The use of red in the context of the Passion is also attested by its being the color of the Mass of the Precious Blood. This feast has now been united to the celebration of Corpus Christi although it remains as a votive Mass in the present Roman Missal with red vestments.
It is logical that red vestments be used since the origin of this feast is more closely tied to Christ's passion. His blood is precious because it is the ransom he paid for the redemption of mankind.
This celebration apparently originated in 16th-century Spain. It was introduced into Rome by St. Gaspar del Bufalo (1786-1837), the founder of the Missionaries of the Precious Blood. It was extended to the entire Church by Pius IX in 1849. It changed date and liturgical ranking several times before being removed from the universal calendar as a separate feast in 1969.

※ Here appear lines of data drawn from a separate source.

/// Result of checking one request.
#[derive(Debug, Clone, Copy, PartialEq, Eq)]
pub enum VerificationOutcome {
    /// Authentic and fresh, or not subject to checking
    Valid,
    /// Authentic but issued longer than the window ago
    ExpiredButAuthentic,
    /// Digest doesn't match the request's context
    TamperedOrMismatched,
    /// No crumb at all
    Missing,
}

impl VerificationOutcome {
    pub fn is_valid(&self) -> bool {
        matches!(self, VerificationOutcome::Valid)
    }

    pub fn as_str(&self) -> &'static str {
        match self {
            VerificationOutcome::Valid => "valid",
            VerificationOutcome::ExpiredButAuthentic => "expired",
            VerificationOutcome::TamperedOrMismatched => "tampered",
            VerificationOutcome::Missing => "missing",
        }
    }
}

impl fmt::Display for VerificationOutcome {
    fn fmt(&self, f: &mut fmt::Formatter<'_>) -> fmt::Result {
        f.write_str(self.as_str())
    }
}

/// Outcome plus what it was decided on.
#[derive(Debug, Clone, PartialEq, Eq)]
pub struct Verification {
    pub outcome: VerificationOutcome,

    /// Carrier of the crumb the outcome was decided on
    pub source: Option<TokenSource>,

    /// That crumb, as received
    pub presented: Option<PresentedToken>,
}

impl Verification {
    /// A request that was never subject to checking.
    pub fn passed() -> Self {
        Self {
            outcome: VerificationOutcome::Valid,
            source: None,
            presented: None,
        }
    }

    fn missing() -> Self {
        Self {
            outcome: VerificationOutcome::Missing,
            source: None,
            presented: None,
        }
    }

    fn decided(outcome: VerificationOutcome, source: TokenSource, token: PresentedToken) -> Self {
        Self {
            outcome,
            source: Some(source),
            presented: Some(token),
        }
    }

    pub fn is_valid(&self) -> bool {
        self.outcome.is_valid()
    }
}

/// Decides whether a request carries an acceptable crumb.
#[derive(Debug, Clone)]
pub struct TokenVerifier {
    config: Arc<CrumbConfig>,
    issuer: TokenIssuer,
}

impl TokenVerifier {
    pub fn new(config: Arc<CrumbConfig>) -> Self {
        let issuer = TokenIssuer::new(&config);
        Self { config, issuer }
    }

    pub fn issuer(&self) -> &TokenIssuer {
        &self.issuer
    }

    /// Whether a request with `method` has to carry a crumb.
    pub fn needs_verification(&self, method: &str) -> bool {
        self.config.enabled && !self.config.is_safe_method(method)
    }

    /// Whether a crumb stamped at `stamped_at` is still fresh at `now`.
    pub fn within_window(&self, stamped_at: u64, now: u64) -> bool {
        stamped_at.saturating_add(self.config.window_secs()) > now
    }

    /// Check a single presented crumb against `ctx`.
    ///
    /// A bad digest is reported as tampering whatever its timestamp says; the
    /// window only matters once the digest matched.
    pub fn check(
        &self,
        token: &PresentedToken,
        ctx: &VerificationContext,
        now: u64,
    ) -> VerificationOutcome {
        let Some(stamped_at) = token.timestamp() else {
            return VerificationOutcome::TamperedOrMismatched;
        };

        let expected = self.issuer.digest(stamped_at, ctx);
        if !constant_time_eq(&token.digest, &expected) {
            return VerificationOutcome::TamperedOrMismatched;
        }

        if self.within_window(stamped_at, now) {
            VerificationOutcome::Valid
        } else {
            VerificationOutcome::ExpiredButAuthentic
        }
    }

    /// Verify a request.
    ///
    /// Safe methods pass untouched. Otherwise the parameter crumb is checked
    /// first; when it is absent or its digest doesn't match, the header crumb
    /// gets a chance. An authentic but stale parameter crumb is final.
    pub fn verify<R>(&self, request: &R, ctx: &VerificationContext, now: u64) -> Verification
    where
        R: RequestAccessor + ?Sized,
    {
        if !self.needs_verification(request.method()) {
            return Verification::passed();
        }

        let primary = self.parameter_token(request);
        if let Some(token) = &primary {
            let outcome = self.check(token, ctx, now);
            if outcome != VerificationOutcome::TamperedOrMismatched {
                return Verification::decided(outcome, TokenSource::Parameter, token.clone());
            }
        }

        match (self.header_token(request), primary) {
            (Some(token), _) => {
                let outcome = self.check(&token, ctx, now);
                Verification::decided(outcome, TokenSource::Header, token)
            }
            (None, Some(token)) => Verification::decided(
                VerificationOutcome::TamperedOrMismatched,
                TokenSource::Parameter,
                token,
            ),
            (None, None) => Verification::missing(),
        }
    }

    /// The taxonomy error for a failed verification.
    pub fn error_for(&self, verification: &Verification) -> Option<CrumbError> {
        match verification.outcome {
            VerificationOutcome::Valid => None,
            VerificationOutcome::Missing => Some(CrumbError::MissingFields(self.expected_fields())),
            VerificationOutcome::TamperedOrMismatched => Some(CrumbError::DigestMismatch),
            VerificationOutcome::ExpiredButAuthentic => Some(CrumbError::TimestampExpired {
                stamped_at: verification
                    .presented
                    .as_ref()
                    .and_then(PresentedToken::timestamp)
                    .unwrap_or_default(),
                window_secs: self.config.window_secs(),
            }),
        }
    }

    /// Short label naming what failed, for the log.
    pub fn failure_label(&self, verification: &Verification) -> Option<String> {
        let label = match (verification.outcome, verification.source) {
            (VerificationOutcome::Valid, _) => return None,
            (VerificationOutcome::Missing, _) => format!("Missing {}", self.expected_fields()),
            (VerificationOutcome::ExpiredButAuthentic, _) => {
                "Authenticity token outside time window".to_string()
            }
            (_, Some(TokenSource::Header)) => format!("Invalid {} header", self.config.header_name),
            (_, _) => format!("Invalid {}", self.primary_field()),
        };
        Some(label)
    }

    fn primary_field(&self) -> &str {
        match self.config.format {
            TokenFormat::Split => &self.config.crumb_field,
            TokenFormat::Composite => &self.config.token_field,
        }
    }

    fn expected_fields(&self) -> String {
        match self.config.format {
            TokenFormat::Split => format!(
                "{} and {}",
                self.config.crumb_field, self.config.timestamp_field
            ),
            TokenFormat::Composite => self.config.token_field.clone(),
        }
    }

    fn parameter_token<R>(&self, request: &R) -> Option<PresentedToken>
    where
        R: RequestAccessor + ?Sized,
    {
        match self.config.format {
            TokenFormat::Split => {
                let digest = non_empty(request.param(&self.config.crumb_field))?;
                let stamp = non_empty(request.param(&self.config.timestamp_field))?;
                Some(PresentedToken::from_parts(digest, stamp))
            }
            TokenFormat::Composite => non_empty(request.param(&self.config.token_field))
                .map(PresentedToken::from_composite),
        }
    }

    fn header_token<R>(&self, request: &R) -> Option<PresentedToken>
    where
        R: RequestAccessor + ?Sized,
    {
        non_empty(request.header(&self.config.header_name)).map(PresentedToken::from_composite)
    }
}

The GIRM does not err, therefore, in attributing red as a “traditional usage” on Good Friday even though it is a novelty with respect to the previous missal, and changes, in part, the practice on Palm Sunday.
Could violet still be used on Palm Sunday and black on Good Friday?
The norms of the GIRM say:
“346. As regards the color of sacred vestments, traditional usage should be observed, namely: […]
“b) The color red is used on Palm Sunday of the Lord’s Passion and on Friday of Holy Week (Good Friday), on Pentecost Sunday, on celebrations of the Lord’s Passion, on the ‘birthday’ feast days of Apostles and Evangelists, and on celebrations of Martyr Saints …
“d) The color violet or purple is used in Advent and Lent. It may also be worn in Offices and Masses for the Dead.
“e) Besides the color violet, the colors white or black may be used at funeral services and at other Offices and Masses for the Dead in the Dioceses of the United States of America …
“g) On more solemn days, festive, that is, more precious, sacred vestments may be used even if not of the color of the day.
“h) The colors gold or silver may be worn on more solemn occasions in the Dioceses of the United States of America.”
No 346.g was officially interpreted in the instruction Redemptionis Sacramentum:
“[127.] A special faculty is given in the liturgical books for using sacred vestments that are festive or more noble on more solemn occasions, even if they are not of the color of the day. However, this faculty, which is specifically intended in reference to vestments made many years ago, with a view to preserving the Church’s patrimony, is improperly extended to innovations by which forms and colors are adopted according to the inclination of private individuals, with disregard for traditional practice, while the real sense of this norm is lost to the detriment of the tradition. On the occasion of a feastday, sacred vestments of a gold or silver color can be substituted as appropriate for others of various colors, but not for purple or black.”
While a literal interpretation of this norm would not exclude the use of an old and particularly prestigious black or violet vestment on Palm Sunday or Good Friday, it would not seem to be in the spirit of the current rules. Even if used, it would be because of the solemnity of the day and not to observe “traditional usage.”